:: What is required ::
Locate the word "PointEvaluationInput" in the data below, then copy every line that holds it.

:: Stored data ::
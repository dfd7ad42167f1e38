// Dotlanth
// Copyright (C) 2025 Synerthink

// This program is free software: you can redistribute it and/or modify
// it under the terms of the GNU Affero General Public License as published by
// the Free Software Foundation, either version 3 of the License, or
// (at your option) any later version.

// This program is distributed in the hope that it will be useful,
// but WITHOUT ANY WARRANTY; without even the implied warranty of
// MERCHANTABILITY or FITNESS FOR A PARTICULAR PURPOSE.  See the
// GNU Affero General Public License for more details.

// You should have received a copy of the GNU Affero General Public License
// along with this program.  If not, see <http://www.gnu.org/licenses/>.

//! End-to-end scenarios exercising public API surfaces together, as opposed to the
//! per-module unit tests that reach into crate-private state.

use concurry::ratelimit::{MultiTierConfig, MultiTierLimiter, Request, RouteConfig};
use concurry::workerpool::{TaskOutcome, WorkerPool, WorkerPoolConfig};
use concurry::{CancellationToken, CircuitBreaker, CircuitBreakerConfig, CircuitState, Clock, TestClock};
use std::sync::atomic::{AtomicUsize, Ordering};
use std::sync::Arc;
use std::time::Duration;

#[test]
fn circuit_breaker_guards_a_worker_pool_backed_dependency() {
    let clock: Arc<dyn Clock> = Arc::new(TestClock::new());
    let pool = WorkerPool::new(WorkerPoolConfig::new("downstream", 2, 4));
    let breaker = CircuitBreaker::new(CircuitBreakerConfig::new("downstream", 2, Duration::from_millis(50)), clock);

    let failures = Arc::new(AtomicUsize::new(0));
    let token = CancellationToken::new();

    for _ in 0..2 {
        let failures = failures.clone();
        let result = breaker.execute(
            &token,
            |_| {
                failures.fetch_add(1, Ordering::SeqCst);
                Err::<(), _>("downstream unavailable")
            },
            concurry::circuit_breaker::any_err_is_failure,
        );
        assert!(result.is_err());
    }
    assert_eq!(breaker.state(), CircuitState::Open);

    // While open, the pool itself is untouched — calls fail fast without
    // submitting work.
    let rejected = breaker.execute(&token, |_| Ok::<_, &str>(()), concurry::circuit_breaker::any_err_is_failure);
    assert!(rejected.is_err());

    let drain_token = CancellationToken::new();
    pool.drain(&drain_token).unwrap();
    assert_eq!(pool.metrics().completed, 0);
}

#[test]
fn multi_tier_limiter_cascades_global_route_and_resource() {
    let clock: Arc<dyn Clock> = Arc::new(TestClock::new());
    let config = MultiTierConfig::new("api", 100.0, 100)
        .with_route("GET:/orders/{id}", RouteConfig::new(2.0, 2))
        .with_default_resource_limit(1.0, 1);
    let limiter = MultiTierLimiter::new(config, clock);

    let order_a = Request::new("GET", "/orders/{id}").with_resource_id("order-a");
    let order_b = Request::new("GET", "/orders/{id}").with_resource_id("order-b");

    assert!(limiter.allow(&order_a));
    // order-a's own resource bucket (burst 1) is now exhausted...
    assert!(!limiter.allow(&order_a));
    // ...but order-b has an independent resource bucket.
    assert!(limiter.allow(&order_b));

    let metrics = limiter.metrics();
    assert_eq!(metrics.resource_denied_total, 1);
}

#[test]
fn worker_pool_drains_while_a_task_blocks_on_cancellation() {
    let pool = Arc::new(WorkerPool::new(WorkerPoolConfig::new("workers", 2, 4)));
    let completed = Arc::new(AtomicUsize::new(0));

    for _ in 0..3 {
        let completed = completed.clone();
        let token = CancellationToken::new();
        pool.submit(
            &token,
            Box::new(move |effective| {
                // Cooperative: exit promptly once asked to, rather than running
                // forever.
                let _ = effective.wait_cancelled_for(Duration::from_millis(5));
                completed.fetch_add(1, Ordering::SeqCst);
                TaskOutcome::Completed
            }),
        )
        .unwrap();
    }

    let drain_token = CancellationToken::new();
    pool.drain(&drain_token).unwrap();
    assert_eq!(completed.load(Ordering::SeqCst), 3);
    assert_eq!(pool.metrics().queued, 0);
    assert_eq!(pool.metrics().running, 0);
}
* * *
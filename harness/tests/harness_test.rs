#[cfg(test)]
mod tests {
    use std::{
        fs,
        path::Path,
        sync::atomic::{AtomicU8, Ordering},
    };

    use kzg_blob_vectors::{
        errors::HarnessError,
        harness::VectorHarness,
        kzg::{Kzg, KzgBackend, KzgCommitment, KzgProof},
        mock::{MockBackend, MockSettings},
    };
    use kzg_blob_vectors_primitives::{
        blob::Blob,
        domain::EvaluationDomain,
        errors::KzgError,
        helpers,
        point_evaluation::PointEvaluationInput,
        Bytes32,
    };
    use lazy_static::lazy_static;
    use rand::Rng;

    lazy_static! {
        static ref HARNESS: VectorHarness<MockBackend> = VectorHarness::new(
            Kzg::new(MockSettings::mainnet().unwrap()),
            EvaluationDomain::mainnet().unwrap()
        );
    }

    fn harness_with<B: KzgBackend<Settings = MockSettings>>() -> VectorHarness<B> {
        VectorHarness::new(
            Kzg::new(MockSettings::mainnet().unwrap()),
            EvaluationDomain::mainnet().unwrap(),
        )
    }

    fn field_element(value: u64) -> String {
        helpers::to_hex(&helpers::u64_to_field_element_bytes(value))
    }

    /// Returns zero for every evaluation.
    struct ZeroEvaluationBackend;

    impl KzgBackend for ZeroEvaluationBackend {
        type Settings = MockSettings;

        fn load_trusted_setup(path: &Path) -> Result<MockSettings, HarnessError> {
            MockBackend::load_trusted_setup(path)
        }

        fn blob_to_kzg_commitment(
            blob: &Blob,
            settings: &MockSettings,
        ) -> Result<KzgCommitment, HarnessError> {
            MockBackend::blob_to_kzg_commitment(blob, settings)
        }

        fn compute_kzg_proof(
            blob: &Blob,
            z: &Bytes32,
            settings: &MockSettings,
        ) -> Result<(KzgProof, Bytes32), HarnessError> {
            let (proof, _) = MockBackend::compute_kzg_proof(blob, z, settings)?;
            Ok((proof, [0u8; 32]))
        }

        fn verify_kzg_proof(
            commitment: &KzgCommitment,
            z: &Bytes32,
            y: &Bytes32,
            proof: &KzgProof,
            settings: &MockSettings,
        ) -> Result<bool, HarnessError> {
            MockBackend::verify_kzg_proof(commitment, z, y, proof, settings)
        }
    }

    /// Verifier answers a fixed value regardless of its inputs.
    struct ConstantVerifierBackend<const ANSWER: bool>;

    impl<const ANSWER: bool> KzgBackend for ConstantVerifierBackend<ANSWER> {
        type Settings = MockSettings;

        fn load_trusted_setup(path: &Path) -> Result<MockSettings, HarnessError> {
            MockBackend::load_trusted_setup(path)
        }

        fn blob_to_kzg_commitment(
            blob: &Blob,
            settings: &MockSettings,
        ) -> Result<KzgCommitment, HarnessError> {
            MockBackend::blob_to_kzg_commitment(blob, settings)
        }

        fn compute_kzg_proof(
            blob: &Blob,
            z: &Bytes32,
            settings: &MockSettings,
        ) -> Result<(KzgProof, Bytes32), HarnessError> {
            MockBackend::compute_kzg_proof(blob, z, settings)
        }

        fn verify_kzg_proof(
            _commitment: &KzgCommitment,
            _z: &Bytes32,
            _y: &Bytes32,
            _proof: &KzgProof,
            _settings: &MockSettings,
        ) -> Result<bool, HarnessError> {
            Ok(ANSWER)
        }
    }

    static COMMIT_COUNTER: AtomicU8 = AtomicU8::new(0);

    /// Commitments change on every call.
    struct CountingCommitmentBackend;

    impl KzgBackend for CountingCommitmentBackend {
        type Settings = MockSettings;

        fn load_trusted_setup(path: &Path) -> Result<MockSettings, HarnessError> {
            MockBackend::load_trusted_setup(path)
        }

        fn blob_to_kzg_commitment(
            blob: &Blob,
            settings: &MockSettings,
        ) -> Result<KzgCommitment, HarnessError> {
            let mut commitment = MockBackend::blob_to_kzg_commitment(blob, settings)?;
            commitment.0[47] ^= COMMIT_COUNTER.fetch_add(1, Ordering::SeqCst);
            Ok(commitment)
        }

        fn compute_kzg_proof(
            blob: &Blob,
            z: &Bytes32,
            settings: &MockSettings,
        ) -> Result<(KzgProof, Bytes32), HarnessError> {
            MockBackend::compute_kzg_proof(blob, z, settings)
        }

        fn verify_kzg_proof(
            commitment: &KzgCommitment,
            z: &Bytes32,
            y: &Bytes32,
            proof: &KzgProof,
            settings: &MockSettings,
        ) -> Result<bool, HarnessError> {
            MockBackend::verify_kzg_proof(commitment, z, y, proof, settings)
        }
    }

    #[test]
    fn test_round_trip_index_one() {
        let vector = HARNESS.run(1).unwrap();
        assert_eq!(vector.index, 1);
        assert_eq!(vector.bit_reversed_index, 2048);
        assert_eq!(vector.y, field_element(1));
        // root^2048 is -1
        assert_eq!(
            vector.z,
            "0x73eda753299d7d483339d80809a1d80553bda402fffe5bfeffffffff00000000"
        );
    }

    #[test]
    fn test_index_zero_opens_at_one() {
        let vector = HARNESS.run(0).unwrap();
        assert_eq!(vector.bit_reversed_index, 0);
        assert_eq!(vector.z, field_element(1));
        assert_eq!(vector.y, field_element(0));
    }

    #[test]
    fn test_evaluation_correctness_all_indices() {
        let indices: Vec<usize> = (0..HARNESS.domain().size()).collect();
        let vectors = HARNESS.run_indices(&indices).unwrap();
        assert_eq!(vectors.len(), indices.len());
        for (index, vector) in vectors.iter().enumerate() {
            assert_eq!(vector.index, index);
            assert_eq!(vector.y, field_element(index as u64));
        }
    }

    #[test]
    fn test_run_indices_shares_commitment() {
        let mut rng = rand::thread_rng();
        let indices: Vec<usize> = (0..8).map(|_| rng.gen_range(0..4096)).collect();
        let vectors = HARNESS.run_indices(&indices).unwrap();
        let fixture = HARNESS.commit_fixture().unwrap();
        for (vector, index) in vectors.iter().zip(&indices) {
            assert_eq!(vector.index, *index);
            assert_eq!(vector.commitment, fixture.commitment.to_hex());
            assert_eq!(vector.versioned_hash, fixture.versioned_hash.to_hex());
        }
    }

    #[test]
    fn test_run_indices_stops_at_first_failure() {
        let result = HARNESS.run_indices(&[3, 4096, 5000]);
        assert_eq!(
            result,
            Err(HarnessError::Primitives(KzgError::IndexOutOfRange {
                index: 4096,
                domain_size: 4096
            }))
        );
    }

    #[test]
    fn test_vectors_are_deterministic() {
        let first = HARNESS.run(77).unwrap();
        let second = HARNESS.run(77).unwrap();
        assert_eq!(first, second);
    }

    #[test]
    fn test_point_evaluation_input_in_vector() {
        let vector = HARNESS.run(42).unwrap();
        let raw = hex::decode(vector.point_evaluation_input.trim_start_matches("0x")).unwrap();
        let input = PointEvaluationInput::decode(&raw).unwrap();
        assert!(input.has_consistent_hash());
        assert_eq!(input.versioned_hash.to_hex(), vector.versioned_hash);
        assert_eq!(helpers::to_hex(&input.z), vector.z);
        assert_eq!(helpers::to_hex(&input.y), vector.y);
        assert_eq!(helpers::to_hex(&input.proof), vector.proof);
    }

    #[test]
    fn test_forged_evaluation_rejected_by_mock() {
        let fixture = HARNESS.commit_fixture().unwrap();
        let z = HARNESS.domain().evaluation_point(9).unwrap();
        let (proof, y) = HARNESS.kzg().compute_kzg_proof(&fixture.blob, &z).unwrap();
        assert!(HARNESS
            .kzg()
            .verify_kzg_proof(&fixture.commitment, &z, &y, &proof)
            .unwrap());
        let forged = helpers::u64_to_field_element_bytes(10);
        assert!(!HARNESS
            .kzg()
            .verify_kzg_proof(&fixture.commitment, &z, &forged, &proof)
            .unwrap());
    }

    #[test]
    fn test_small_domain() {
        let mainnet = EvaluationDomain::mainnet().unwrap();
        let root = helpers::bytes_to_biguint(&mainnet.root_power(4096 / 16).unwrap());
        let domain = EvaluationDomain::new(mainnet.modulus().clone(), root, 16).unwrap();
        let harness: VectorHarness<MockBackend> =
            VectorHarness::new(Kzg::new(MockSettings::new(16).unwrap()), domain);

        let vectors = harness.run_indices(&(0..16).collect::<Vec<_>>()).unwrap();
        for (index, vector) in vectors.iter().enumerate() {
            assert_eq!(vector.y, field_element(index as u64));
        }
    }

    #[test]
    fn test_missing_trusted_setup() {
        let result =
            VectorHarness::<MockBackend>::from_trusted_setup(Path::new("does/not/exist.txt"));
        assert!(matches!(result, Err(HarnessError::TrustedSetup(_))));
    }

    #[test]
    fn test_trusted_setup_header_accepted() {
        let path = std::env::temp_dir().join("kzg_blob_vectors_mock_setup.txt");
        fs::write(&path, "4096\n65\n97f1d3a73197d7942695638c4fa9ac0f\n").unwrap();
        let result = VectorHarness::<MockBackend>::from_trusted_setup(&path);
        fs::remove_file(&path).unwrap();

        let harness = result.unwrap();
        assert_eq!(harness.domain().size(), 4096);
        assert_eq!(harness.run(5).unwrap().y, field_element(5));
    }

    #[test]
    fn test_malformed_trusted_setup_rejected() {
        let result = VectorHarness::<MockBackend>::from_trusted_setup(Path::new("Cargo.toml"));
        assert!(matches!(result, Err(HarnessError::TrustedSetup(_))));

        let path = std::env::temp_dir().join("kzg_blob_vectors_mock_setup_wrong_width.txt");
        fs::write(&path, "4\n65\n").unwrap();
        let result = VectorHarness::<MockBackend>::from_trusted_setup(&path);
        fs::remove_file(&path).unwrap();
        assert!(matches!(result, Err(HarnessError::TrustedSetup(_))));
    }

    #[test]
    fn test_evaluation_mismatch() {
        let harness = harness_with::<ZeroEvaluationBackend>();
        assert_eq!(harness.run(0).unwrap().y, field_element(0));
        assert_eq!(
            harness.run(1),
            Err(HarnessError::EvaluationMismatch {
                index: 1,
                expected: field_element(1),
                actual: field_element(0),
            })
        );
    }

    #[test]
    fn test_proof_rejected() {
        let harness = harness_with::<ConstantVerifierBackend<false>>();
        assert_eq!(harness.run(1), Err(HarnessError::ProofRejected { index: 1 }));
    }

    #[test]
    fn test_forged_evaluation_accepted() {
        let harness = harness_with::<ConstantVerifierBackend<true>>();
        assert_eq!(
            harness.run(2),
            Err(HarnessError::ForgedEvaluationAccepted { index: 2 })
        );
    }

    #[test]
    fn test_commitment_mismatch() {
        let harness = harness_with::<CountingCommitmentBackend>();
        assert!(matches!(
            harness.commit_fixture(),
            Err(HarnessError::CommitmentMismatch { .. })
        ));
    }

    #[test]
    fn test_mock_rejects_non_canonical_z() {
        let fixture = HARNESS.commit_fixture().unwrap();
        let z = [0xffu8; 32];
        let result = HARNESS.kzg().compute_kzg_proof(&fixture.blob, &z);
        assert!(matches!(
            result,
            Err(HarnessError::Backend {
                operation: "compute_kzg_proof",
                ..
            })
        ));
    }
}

:: Output for this task ::
        point_evaluation::PointEvaluationInput,
        let input = PointEvaluationInput::decode(&raw).unwrap();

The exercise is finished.